More information about our 2021 Studio faculty and workshop topics for the Sirens Studio is below. Tickets are available only to registered Sirens attendees, and include access to the Studio’s workshop intensives, the afternoon quiet and discussion rooms, morning smoothies, an appetizer reception with our 2021 faculty, and the Studio keynote address. The Sirens Shuttle will be available on the evening of Monday, October 19, to facilitate Sirens Studio attendees’ transportation to the Hilton Inverness Hotel. In order to keep the experience conversational and somewhat intimate, we are limiting the number of Sirens Studio tickets to 70.

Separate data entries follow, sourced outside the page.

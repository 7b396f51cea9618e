use fluent_bundle::concurrent::FluentBundle;
use fluent_bundle::{FluentArgs, FluentResource};
use std::collections::HashMap;
use std::sync::RwLock;
use tracing::{debug, warn};
use unic_langid::LanguageIdentifier;

/// Locale used when the client sends none or one we don't ship
pub const DEFAULT_LOCALE: &str = "pt-BR";

const EN_FTL: &str = include_str!("../locales/en.ftl");
const PT_BR_FTL: &str = include_str!("../locales/pt-BR.ftl");

/// Map a client locale onto one of the shipped bundles.
///
/// Anything starting with `en` is English; everything else (including no
/// locale at all) is Brazilian Portuguese.
pub fn resolve_locale(locale: Option<&str>) -> &'static str {
    match locale {
        Some(l) if l.trim().to_lowercase().starts_with("en") => "en",
        _ => DEFAULT_LOCALE,
    }
}

/// Whether a locale resolves to the English bundle
pub fn is_english(locale: &str) -> bool {
    resolve_locale(Some(locale)) == "en"
}

/// Internationalization service using Fluent (thread-safe)
pub struct I18n {
    bundles: RwLock<HashMap<String, FluentBundle<FluentResource>>>,
    default_locale: String,
}

impl I18n {
    /// Create a new i18n service with the embedded `en` and `pt-BR` tables
    pub fn new() -> Self {
        let i18n = Self {
            bundles: RwLock::new(HashMap::new()),
            default_locale: DEFAULT_LOCALE.to_string(),
        };

        for (locale, content) in [("en", EN_FTL), (DEFAULT_LOCALE, PT_BR_FTL)] {
            if let Err(e) = i18n.add_locale(locale, content) {
                warn!(locale, error = %e, "Failed to load embedded translations");
            }
        }

        i18n
    }

    /// Add a locale with translations
    pub fn add_locale(&self, locale: &str, content: &str) -> Result<(), String> {
        let lang_id: LanguageIdentifier = locale
            .parse()
            .map_err(|e| format!("Invalid locale '{}': {}", locale, e))?;

        let resource = FluentResource::try_new(content.to_string())
            .map_err(|(_, errors)| format!("Failed to parse Fluent resource: {:?}", errors))?;

        let mut bundle = FluentBundle::new_concurrent(vec![lang_id]);
        // Replies are spoken by TTS; bidi isolation marks would be read aloud.
        bundle.set_use_isolating(false);
        bundle
            .add_resource(resource)
            .map_err(|errors| format!("Failed to add resource to bundle: {:?}", errors))?;

        let mut bundles = self.bundles.write().unwrap();
        bundles.insert(locale.to_string(), bundle);

        debug!(locale = %locale, "Loaded translations");

        Ok(())
    }

    /// Get a translated message
    pub fn get(&self, locale: &str, key: &str, args: Option<&FluentArgs>) -> String {
        // Try requested locale, then its resolved bundle, then default, then key
        self.try_get(locale, key, args)
            .or_else(|| self.try_get(resolve_locale(Some(locale)), key, args))
            .or_else(|| self.try_get(&self.default_locale, key, args))
            .unwrap_or_else(|| key.to_string())
    }

    /// Try to get a translation from a specific locale
    fn try_get(&self, locale: &str, key: &str, args: Option<&FluentArgs>) -> Option<String> {
        let bundles = self.bundles.read().unwrap();
        let bundle = bundles.get(locale)?;
        let message = bundle.get_message(key)?;
        let pattern = message.value()?;

        let mut errors = vec![];
        let result = bundle.format_pattern(pattern, args, &mut errors);

        if !errors.is_empty() {
            warn!(key = %key, errors = ?errors, "Fluent formatting errors");
        }

        Some(result.to_string())
    }

    /// Get a translated message with arguments
    pub fn format(&self, locale: &str, key: &str, args: &[(&str, &str)]) -> String {
        let mut fluent_args = FluentArgs::new();
        for (k, v) in args {
            fluent_args.set(*k, *v);
        }
        self.get(locale, key, Some(&fluent_args))
    }

    /// Whether a key exists in the resolved bundle for `locale`
    pub fn has(&self, locale: &str, key: &str) -> bool {
        let bundles = self.bundles.read().unwrap();
        bundles
            .get(resolve_locale(Some(locale)))
            .is_some_and(|b| b.has_message(key))
    }
}

impl Default for I18n {
    fn default() -> Self {
        Self::new()
    }
}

Dates: Tuesday, October 19, 2021, and Wednesday, October 20, 2021
Time: 7:00 a.m. to 10:00 p.m. on Tuesday, and until 5:00 p.m. on Wednesday
Ticket Price: $100
You may purchase tickets here.
Workshop Intensives
Reading Intensives
Yeet the Patriarchy: How Fantasy Stories Can Undermine Systemic Oppression
Casey Blair
This workshop will not just examine why fantasy stories can be a powerful way to examine institutionalized sexism but will focus on how they can actually work to unravel the patriarchy as a system. Looking at modes that go past a surface-level understanding and thoroughly undermine systems on the page, we'll discuss how fantasy stories can shape our understanding of how patriarchy works and how they, and we as readers, can meaningfully jettison it. Topics will include the difficulty and potential of depicting communities and communal action as heroic and challenging the valorization of the archetypal lone male genius who is an awful person; what it means to assert that all stories require conflict, what that implies, and what we do with it; and radical compassion—distinct from white feminist calls for civility designed to defend the status quo—as subversive practice. Come prepared to think deeply about accepted societal assumptions and favored narratives—what stories get considered "normal," "fun," or "marketable," and why—as well as both our and fantasy stories' role in upholding or upending them.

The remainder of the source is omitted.